Your Resume as a Guide for Interview Day
As qualifications criteria were used to review resumes and identify whom to interview, these same qualities are the yardsticks by which all interviewers will measure you. To determine your potential to walk the walk to success within a particular job, your interview talk will be heard and analyzed. Those you interview with will be listening for verbal cues that reveal how strongly you match predetermined criteria. As they listen, they will process what they hear and create an overall impression of your potential to succeed within the specifics of the job.
Focus your thoughts first, and then your statements, on roles and responsibilities of the job. Prospective employers have already identified connections between your resume and their desired and required competencies. All you now need to do is reinforce these resume-linked connections while sharing communication as well as personality style.
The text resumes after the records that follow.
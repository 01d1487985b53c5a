//! `appimagelint completions` command
//!
//! Generates shell completions for various shells.

use std::io;

use anyhow::Result;
use clap::CommandFactory;
use clap_complete::generate;

use crate::cli::{Cli, CompletionsArgs};

pub fn execute(args: CompletionsArgs) -> Result<()> {
    let mut cmd = Cli::command();
    let name = cmd.get_name().to_string();

    generate(args.shell, &mut cmd, name, &mut io::stdout());

    Ok(())
}
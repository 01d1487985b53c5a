//! Machine-readable report of a run.

use std::collections::BTreeMap;
use std::path::Path;

use anyhow::{Context, Result};
use serde::Serialize;

use crate::core::bundle::Bundle;
use crate::core::check::CheckResult;
use crate::ops::check::FamilyResults;
use crate::util::fs::write_atomic;

/// Results of one check on one bundle.
#[derive(Debug, Clone, Serialize)]
pub struct CheckEntry {
    /// Human readable check name (`GNU libc ABI check`)
    pub name: String,
    pub results: Vec<CheckResult>,
}

/// `{"results": {"<bundle>": [{"name": ..., "results": [...]}]}}`
#[derive(Debug, Clone, Default, Serialize)]
pub struct JsonReport {
    results: BTreeMap<String, Vec<CheckEntry>>,
}

impl JsonReport {
    pub fn new() -> Self {
        Self::default()
    }

    /// Record the checks of one bundle.
    pub fn add(&mut self, bundle: &Bundle, checks: &[FamilyResults]) {
        let entries = self
            .results
            .entry(bundle.path().display().to_string())
            .or_default();

        entries.extend(checks.iter().map(|check| CheckEntry {
            name: check.family.check_name().to_string(),
            results: check.results.clone(),
        }));
    }

    pub fn is_empty(&self) -> bool {
        self.results.is_empty()
    }

    pub fn to_json(&self) -> Result<String> {
        serde_json::to_string_pretty(self).context("failed to serialize report")
    }

    pub fn write(&self, path: &Path) -> Result<()> {
        let json = self.to_json()?;
        write_atomic(path, json.as_bytes())
            .with_context(|| format!("failed to write report to {}", path.display()))?;

        tracing::info!("wrote JSON report to {}", path.display());
        Ok(())
    }
}
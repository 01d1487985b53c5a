//! Reference data fixtures.

use std::collections::{BTreeMap, HashMap};
use std::path::Path;
use std::sync::atomic::{AtomicUsize, Ordering};
use std::time::Duration;

use serde::Serialize;

use crate::cache::{CacheError, CompatibilityCache, ReferenceSource};
use crate::core::distro::{Distro, Release};
use crate::core::family::SymbolFamily;
use crate::sources::{ReferenceData, ReleaseVersionMap, VersionTable};
use crate::util::http::{HttpClient, NetworkError};

/// A cache below `root` that can't reach the network.
///
/// Primary records go to `root/cache`, bundled records to `root/bundled`.
pub fn offline_cache(root: &Path) -> CompatibilityCache {
    let http = HttpClient::new(Duration::from_secs(1), true).unwrap();
    CompatibilityCache::with_dirs(root.join("cache"), Some(root.join("bundled")), http)
}

/// Write a cache record by hand.
pub fn write_record(path: &Path, digest: &str, data: &impl Serialize) {
    let record = serde_json::json!({
        "codebase_digest": digest,
        "data": data,
    });

    std::fs::create_dir_all(path.parent().unwrap()).unwrap();
    std::fs::write(path, serde_json::to_vec_pretty(&record).unwrap()).unwrap();
}

/// A reference source returning a fixed JSON value, or failing like the
/// network is down. Counts its fetches.
pub struct ScriptedSource {
    key: String,
    payload: Option<serde_json::Value>,
    calls: AtomicUsize,
}

impl ScriptedSource {
    pub fn ok(key: &str, payload: serde_json::Value) -> Self {
        ScriptedSource {
            key: key.to_string(),
            payload: Some(payload),
            calls: AtomicUsize::new(0),
        }
    }

    pub fn failing(key: &str) -> Self {
        ScriptedSource {
            key: key.to_string(),
            payload: None,
            calls: AtomicUsize::new(0),
        }
    }

    pub fn calls(&self) -> usize {
        self.calls.load(Ordering::SeqCst)
    }
}

impl ReferenceSource for ScriptedSource {
    type Payload = VersionTable;
    type Raw = serde_json::Value;

    fn cache_key(&self) -> String {
        self.key.clone()
    }

    fn fetch_latest(&self, _cache: &CompatibilityCache) -> Result<Self::Raw, CacheError> {
        self.calls.fetch_add(1, Ordering::SeqCst);

        match &self.payload {
            Some(payload) => Ok(payload.clone()),
            None => Err(CacheError::Network(NetworkError::Offline {
                url: format!("https://example.invalid/{}", self.key),
            })),
        }
    }

    fn parse(&self, raw: Self::Raw) -> Result<Self::Payload, CacheError> {
        serde_json::from_value(raw).map_err(|e| CacheError::MalformedReferenceData {
            key: self.key.clone(),
            message: e.to_string(),
        })
    }
}

/// In-memory [`ReferenceData`].
#[derive(Debug, Clone, Default)]
pub struct StaticReferenceData {
    releases: HashMap<Distro, Vec<Release>>,
    versions: HashMap<(Distro, SymbolFamily), VersionTable>,
}

impl StaticReferenceData {
    pub fn new() -> Self {
        Self::default()
    }

    pub fn with_releases(mut self, distro: Distro, releases: Vec<Release>) -> Self {
        self.releases.insert(distro, releases);
        self
    }

    pub fn with_versions(
        mut self,
        distro: Distro,
        family: SymbolFamily,
        versions: &[(&str, &str)],
    ) -> Self {
        let table: BTreeMap<String, String> = versions
            .iter()
            .map(|(release, version)| (release.to_string(), version.to_string()))
            .collect();
        self.versions.insert((distro, family), table);
        self
    }
}

impl ReferenceData for StaticReferenceData {
    fn releases(&self, distro: Distro) -> Result<Vec<Release>, CacheError> {
        self.releases.get(&distro).cloned().ok_or_else(|| CacheError::OutOfDate {
            key: format!("{}_releases", distro.id()),
            message: "no fixture data".to_string(),
            stale: None,
            source: None,
        })
    }

    fn version_map(
        &self,
        distro: Distro,
        family: SymbolFamily,
    ) -> Result<ReleaseVersionMap, CacheError> {
        let versions = self
            .versions
            .get(&(distro, family))
            .cloned()
            .ok_or_else(|| CacheError::OutOfDate {
                key: format!("{}_{}_versions", distro.id(), family.id()),
                message: "no fixture data".to_string(),
                stale: None,
                source: None,
            })?;

        Ok(ReleaseVersionMap::new(distro, family, versions))
    }
}
//! CLI definitions using clap.

use std::path::PathBuf;

use clap::{Args, Parser, Subcommand};

use appimagelint::elf::IntrospectorKind;
use appimagelint::{Distro, SymbolFamily};

/// Check AppImages for compatibility with Linux distribution releases
#[derive(Parser)]
#[command(name = "appimagelint")]
#[command(author, version, about, long_about = None)]
#[command(args_conflicts_with_subcommands = true, subcommand_negates_reqs = true)]
pub struct Cli {
    /// Show debug messages
    #[arg(long, global = true)]
    pub debug: bool,

    /// Prefix log messages with timestamps
    #[arg(long, global = true)]
    pub log_timestamps: bool,

    /// Show source file and line of log messages
    #[arg(long, global = true)]
    pub log_source_location: bool,

    /// Use colors even when not writing to a terminal
    #[arg(long, global = true)]
    pub force_colors: bool,

    /// Never access the network; use cached or bundled data only
    #[arg(long, global = true)]
    pub offline: bool,

    #[command(flatten)]
    pub check: CheckArgs,

    #[command(subcommand)]
    pub command: Option<Commands>,
}

#[derive(Args)]
pub struct CheckArgs {
    /// AppImages or AppDirs to check
    #[arg(required = true, value_name = "PATH")]
    pub paths: Vec<PathBuf>,

    /// Write a JSON report of all results to this file
    #[arg(long, value_name = "PATH")]
    pub json_report: Option<PathBuf>,

    /// Distribution to check against (default: all)
    #[arg(long = "distro", value_name = "DISTRO")]
    pub distros: Vec<Distro>,

    /// Check to run: glibc, glibcxx (default: all)
    #[arg(long = "check", value_name = "CHECK")]
    pub checks: Vec<SymbolFamily>,

    /// Number of parallel jobs for scanning binaries
    #[arg(short, long)]
    pub jobs: Option<usize>,

    /// ELF introspection backend: native, readelf
    #[arg(long, value_name = "BACKEND")]
    pub introspector: Option<IntrospectorKind>,
}

#[derive(Subcommand)]
pub enum Commands {
    /// Manage the reference data cache
    Cache(CacheArgs),

    /// Generate shell completions
    Completions(CompletionsArgs),
}

#[derive(Args)]
pub struct CacheArgs {
    #[command(subcommand)]
    pub command: CacheCommands,
}

#[derive(Subcommand)]
pub enum CacheCommands {
    /// Download every record now, ignoring freshness
    Update(CacheUpdateArgs),

    /// Show every record and its state
    List,

    /// Show the cache directory
    Path,

    /// Remove the user cache
    Clean,

    /// Show the digest records must carry to be valid
    Digest,
}

#[derive(Args)]
pub struct CacheUpdateArgs {
    /// Write to the bundled data directory instead of the user cache
    #[arg(long)]
    pub bundled: bool,
}

#[derive(Args)]
pub struct CompletionsArgs {
    /// Shell to generate completions for
    #[arg(value_enum)]
    pub shell: clap_complete::Shell,
}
Interviews can flow as conversations, but you should figure out ahead of time what key points you want to address. You don't go into academic exams without focusing on specific topics. You don't conduct presentations without some notes or AV tools. Pre-interview resume review activities focus on topics and provide needed visual cues.
It is easy to use this process-oriented knowledge. Before each interview, create a list of qualifications criteria for the position. What specific criteria would be associated with an ideal candidate for the position you will be interviewing for? Identify the basic qualities sought and how one would determine who possesses these traits. Most important, use your resume to create a carefully conceived strategy and list of discussion points.